Leo 267

Prosopography of the Byzantine Empire
SexM
FloruitM/L IX
Dates866 (taq) / 866 (tpq)
LocationsAnatolikoi;
Anatolikoi (officeplace)
TitlesPatrikios (dignity);
Strategos, Anatolikoi (office)
Textual SourcesConstantine Porphyrogenitus, De Ceremoniis Aulae Byzantinae Libri II, ed. J. J. Reiske, CSHB (Bonn, 1829); also ed. (in part) A. Vogt (Paris, 1935, repr. 1967) (history)
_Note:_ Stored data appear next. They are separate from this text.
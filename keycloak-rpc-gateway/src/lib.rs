//! JSON-over-HTTP RPC gateway for administering one Keycloak realm.
//!
//! Four service groups (`UserService`, `GroupService`, `RoleService`,
//! `ClientService`) are exposed as `POST /keycloak.{Service}/{Method}`. Each
//! call validates its request, obtains a fresh service token, then talks to
//! the Keycloak admin API through the `keycloak-domain` adapters.

pub mod dto;
pub mod error;
pub mod macros;
pub mod mapper;
pub mod middleware;
pub mod router;
pub mod services;
pub mod state;
pub mod telemetry;

pub use error::{Code, RpcResult, RpcStatus};
pub use router::router;
pub use state::AppState;
use serde::{Deserialize, Serialize};

/// Body of an OpenID Connect token endpoint response.
///
/// Every field defaults when missing, so an error body such as
/// `{"error": "invalid_client"}` decodes into a token with an empty
/// `access_token` and a populated `error`.
#[derive(Debug, Clone, Default, PartialEq, Eq, Serialize, Deserialize)]
#[serde(default)]
pub struct AccessToken {
    pub access_token: String,
    pub expires_in: i64,
    pub refresh_expires_in: i64,
    pub refresh_token: String,
    pub token_type: String,
    pub id_token: String,
    #[serde(rename = "not-before-policy")]
    pub not_before_policy: i64,
    pub session_state: String,
    pub scope: String,
    pub error: String,
    pub error_description: String,
    pub error_uri: String,
}

impl AccessToken {
    pub fn is_error(&self) -> bool {
        !self.error.is_empty()
    }
}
Leo 267, also called Krateros, was a patrikios and strategos of the Anatolikoi in late 866 when he and the unnamed strategos of Cappadocia (Anonymus 590) were among those who received some hair following the ceremonial first hair-cutting of Leo 25, the second son of the emperor Basil I (Basilios 7): Const. Porph., De Cer. II 23 (Reiske, 622). Basilios 7's son (the future emperor Leo VI (Leo 25)) was born in September 866 and the hair-cutting ceremony probably took place later in the same year; cf. Dagron, "Nés dans le pourpre", in TM 12 (1994), p. 127, Suda, ed. Adler, III 167 s.v. kourosunon.